IPOs that typically create the most buzz are often well-known brands experiencing rapid sales growth in newer industries. Think companies like Snap (SNAP), Fitbit (FIT), GoPro (GPRO), or Facebook (FB).
Shares for headline-generating IPOs can be oversubscribed, meaning demand is much greater than supply for the new shares. This may cause the price to rise when the newly issued stock first begins trading on a public exchange. On the other hand, if the supply of shares is much greater than demand, the stock price can rapidly decline.
While you might think you’re buying the next Amazon.com (AMZN) or Microsoft (MSFT), there’s also a chance you’re buying the next Fitbit (FIT) or drkoop.com.
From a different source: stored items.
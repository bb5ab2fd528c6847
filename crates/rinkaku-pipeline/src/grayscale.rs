//! Grayscale conversion for B,G,R-ordered rasters.
//!
//! Every filter starts by collapsing its color input to a single luma
//! channel with the standard weighting `0.299*R + 0.587*G + 0.114*B`.

use image::GrayImage;

use crate::rescale;
use crate::types::BgrImage;

/// Collapse a B,G,R raster to single-channel luma.
///
/// Deterministic and infallible: the weighting is fixed and the result
/// cannot leave the 8-bit range (the weights sum to 1).
#[must_use = "returns the grayscale image"]
pub fn bgr_to_gray(image: &BgrImage) -> GrayImage {
    GrayImage::from_fn(image.width(), image.height(), |x, y| {
        let [b, g, r] = image.get_pixel(x, y).0;
        let luma = 0.299 * f32::from(r) + 0.587 * f32::from(g) + 0.114 * f32::from(b);
        image::Luma([rescale::saturate_u8(luma)])
    })
}

#[cfg(test)]
mod tests {
    use super::*;

    fn solid_bgr(b: u8, g: u8, r: u8) -> BgrImage {
        BgrImage::from_pixel(2, 2, image::Rgb([b, g, r]))
    }

    #[test]
    fn dimensions_preserved() {
        let gray = bgr_to_gray(&BgrImage::new(17, 31));
        assert_eq!(gray.width(), 17);
        assert_eq!(gray.height(), 31);
    }

    #[test]
    fn white_stays_white_and_black_stays_black() {
        assert_eq!(bgr_to_gray(&solid_bgr(255, 255, 255)).get_pixel(0, 0).0[0], 255);
        assert_eq!(bgr_to_gray(&solid_bgr(0, 0, 0)).get_pixel(0, 0).0[0], 0);
    }

    #[test]
    fn luma_weighting_orders_primaries() {
        // A weighted luminance conversion, not a simple average: green
        // contributes most, blue least.
        let g_val = bgr_to_gray(&solid_bgr(0, 255, 0)).get_pixel(0, 0).0[0];
        let r_val = bgr_to_gray(&solid_bgr(0, 0, 255)).get_pixel(0, 0).0[0];
        let b_val = bgr_to_gray(&solid_bgr(255, 0, 0)).get_pixel(0, 0).0[0];
        assert!(
            g_val > r_val && r_val > b_val,
            "expected green > red > blue luminance, got R={r_val} G={g_val} B={b_val}",
        );
    }

    #[test]
    fn channel_order_is_bgr_not_rgb() {
        // A pure-blue BGR pixel has its value in channel 0; reading the
        // raster as RGB would weight it as red instead.
        let blue = bgr_to_gray(&solid_bgr(255, 0, 0)).get_pixel(0, 0).0[0];
        assert_eq!(blue, 29, "0.114 * 255 rounds to 29");
    }
}
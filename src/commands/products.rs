use rusqlite::{params, Connection, OptionalExtension, Row};

use crate::config::DEFAULT_LOW_STOCK_THRESHOLD;
use crate::db::Database;
use crate::error::{AppError, AppResult};
use crate::models::{CreateProduct, Product, UpdateProduct};
use crate::validation;

const SELECT_PRODUCT: &str =
    "SELECT p.id, p.code, p.name, p.category_id, c.name, p.price, p.cost_price, p.stock, p.min_stock, p.created_at
     FROM products p
     LEFT JOIN categories c ON p.category_id = c.id";

fn product_from_row(row: &Row<'_>) -> rusqlite::Result<Product> {
    Ok(Product {
        id: row.get(0)?,
        code: row.get(1)?,
        name: row.get(2)?,
        category_id: row.get(3)?,
        category_name: row.get(4)?,
        price: row.get(5)?,
        cost_price: row.get(6)?,
        stock: row.get(7)?,
        min_stock: row.get(8)?,
        created_at: row.get(9)?,
    })
}

pub(crate) fn select_product(conn: &Connection, id: i64) -> AppResult<Product> {
    conn.query_row(
        &format!("{} WHERE p.id = ?1", SELECT_PRODUCT),
        [id],
        product_from_row,
    )
    .optional()?
    .ok_or_else(|| AppError::not_found("Product", id))
}

fn validate(name: &str, price: f64, cost_price: f64, stock: f64, min_stock: f64) -> AppResult<()> {
    validation::min_len("Product name", name, 2)?;
    validation::non_negative("Price", price)?;
    validation::non_negative("Cost price", cost_price)?;
    validation::non_negative("Stock", stock)?;
    validation::non_negative("Minimum stock", min_stock)?;
    Ok(())
}

pub fn get_products(db: &Database) -> AppResult<Vec<Product>> {
    let conn = db.lock()?;

    let mut stmt = conn.prepare(&format!("{} ORDER BY p.name", SELECT_PRODUCT))?;
    let products = stmt
        .query_map([], product_from_row)?
        .collect::<Result<Vec<_>, _>>()?;

    tracing::debug!(count = products.len(), "loaded products");
    Ok(products)
}

pub fn get_product(db: &Database, id: i64) -> AppResult<Product> {
    let conn = db.lock()?;
    select_product(&conn, id)
}

/// Looks a product up by its code (typed or scanned from a QR/barcode).
pub fn find_by_code(db: &Database, code: &str) -> AppResult<Option<Product>> {
    let conn = db.lock()?;

    let product = conn
        .query_row(
            &format!("{} WHERE p.code = ?1", SELECT_PRODUCT),
            [code.trim()],
            product_from_row,
        )
        .optional()?;

    Ok(product)
}

pub fn create_product(db: &Database, product: CreateProduct) -> AppResult<Product> {
    let cost_price = product.cost_price.unwrap_or(0.0);
    let min_stock = product.min_stock.unwrap_or(DEFAULT_LOW_STOCK_THRESHOLD);
    let name = product.name.trim().to_string();
    validate(&name, product.price, cost_price, product.stock, min_stock)?;

    let conn = db.lock()?;
    conn.execute(
        "INSERT INTO products (code, name, category_id, price, cost_price, stock, min_stock)
         VALUES (?1, ?2, ?3, ?4, ?5, ?6, ?7)",
        params![
            validation::optional_text(product.code),
            name,
            product.category_id,
            product.price,
            cost_price,
            product.stock,
            min_stock
        ],
    )?;

    let id = conn.last_insert_rowid();
    tracing::info!(id, %name, "product created");

    select_product(&conn, id)
}

pub fn update_product(db: &Database, product: UpdateProduct) -> AppResult<Product> {
    let name = product.name.trim().to_string();
    validate(
        &name,
        product.price,
        product.cost_price,
        product.stock,
        product.min_stock,
    )?;

    let conn = db.lock()?;
    let changed = conn.execute(
        "UPDATE products SET code = ?1, name = ?2, category_id = ?3, price = ?4, cost_price = ?5, stock = ?6, min_stock = ?7
         WHERE id = ?8",
        params![
            validation::optional_text(product.code),
            name,
            product.category_id,
            product.price,
            product.cost_price,
            product.stock,
            product.min_stock,
            product.id
        ],
    )?;
    if changed == 0 {
        return Err(AppError::not_found("Product", product.id));
    }

    tracing::info!(id = product.id, "product updated");
    select_product(&conn, product.id)
}

pub fn delete_product(db: &Database, id: i64) -> AppResult<()> {
    let conn = db.lock()?;

    let deleted = conn.execute("DELETE FROM products WHERE id = ?1", [id])?;
    if deleted == 0 {
        return Err(AppError::not_found("Product", id));
    }

    tracing::info!(id, "product deleted");
    Ok(())
}

/// Adds `delta` (negative to remove) to a product's stock.
pub fn adjust_stock(db: &Database, id: i64, delta: f64) -> AppResult<Product> {
    let conn = db.lock()?;

    let product = select_product(&conn, id)?;
    let new_stock = product.stock + delta;
    if new_stock < 0.0 {
        return Err(AppError::InsufficientStock {
            product: product.name,
            requested: -delta,
            available: product.stock,
        });
    }

    conn.execute(
        "UPDATE products SET stock = ?1 WHERE id = ?2",
        params![new_stock, id],
    )?;

    tracing::info!(id, delta, new_stock, "stock adjusted");
    select_product(&conn, id)
}

pub fn get_low_stock(db: &Database) -> AppResult<Vec<Product>> {
    let conn = db.lock()?;

    let mut stmt = conn.prepare(&format!(
        "{} WHERE p.stock <= p.min_stock ORDER BY p.stock ASC",
        SELECT_PRODUCT
    ))?;
    let products = stmt
        .query_map([], product_from_row)?
        .collect::<Result<Vec<_>, _>>()?;

    Ok(products)
}
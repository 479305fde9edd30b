//! Error types shared by every command.

use thiserror::Error;

/// Errors that can occur while running a POS operation.
#[derive(Debug, Error)]
pub enum AppError {
    /// An underlying SQLite error occurred.
    #[error("Database error: {0}")]
    Database(#[from] rusqlite::Error),

    /// The requested row does not exist.
    #[error("{entity} not found: {id}")]
    NotFound { entity: &'static str, id: String },

    /// Form validation failed (required fields, lengths, negative numbers).
    #[error("Invalid input: {0}")]
    Validation(String),

    /// The requested quantity exceeds the available stock.
    #[error("Insufficient stock for {product}: requested {requested}, available {available}")]
    InsufficientStock {
        product: String,
        requested: f64,
        available: f64,
    },

    #[error("Configuration error: {0}")]
    Config(String),

    #[error("I/O error: {0}")]
    Io(#[from] std::io::Error),

    #[error("Serialization error: {0}")]
    Json(#[from] serde_json::Error),

    /// The connection mutex was poisoned by a panicking thread.
    #[error("Database lock poisoned")]
    LockPoisoned,
}

impl AppError {
    pub fn not_found(entity: &'static str, id: impl ToString) -> Self {
        AppError::NotFound {
            entity,
            id: id.to_string(),
        }
    }

    pub fn validation(msg: impl Into<String>) -> Self {
        AppError::Validation(msg.into())
    }
}

impl<T> From<std::sync::PoisonError<T>> for AppError {
    fn from(_: std::sync::PoisonError<T>) -> Self {
        AppError::LockPoisoned
    }
}

pub type AppResult<T> = Result<T, AppError>;
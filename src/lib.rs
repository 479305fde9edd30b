pub mod cart;
mod cli;
pub mod commands;
pub mod config;
pub mod db;
pub mod error;
pub mod logging;
pub mod models;
pub mod offline;
pub mod ptnumber;
pub mod receipt;
pub mod search;
pub mod validation;
pub mod voice;


pub use cli::run;
pub use db::Database;
pub use error::{AppError, AppResult};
In case you’re wondering, things didn’t end very well for investors in drkoop.com’s IPO, which reached a valuation of more than $1 billion following its 1999 IPO. Drkoop.com was eventually sold for $186,000 in bankruptcy court in 2002. Fitbit investors fared better, but as of March 2019, shares have still declined more than 70% from its 2015 IPO price of $20.00 per share as the company’s sales growth and profitability declined.
Investing in IPOs comes with different risks than investing in an established publicly traded company since they are frequently newer companies in younger industries; and they don’t have the history of older, more established publicly traded companies, which helps when conducting research. Once public, the company’s new shareholders may have different ideas how the company should be run, media scrutiny usually increases, there’s greater oversight and regulations from the SEC, and new investors have high expectations for the company’s future growth.
Fitbit, GoPro and Snap are just some examples of “hot IPOs” that didn’t live up to their hype. Many analysts were optimistic about the growth of each company, but the investors who bought these companies when they first went public have experienced large negative returns and underperformed the S&P 500 (SPX) (see figure 1 below).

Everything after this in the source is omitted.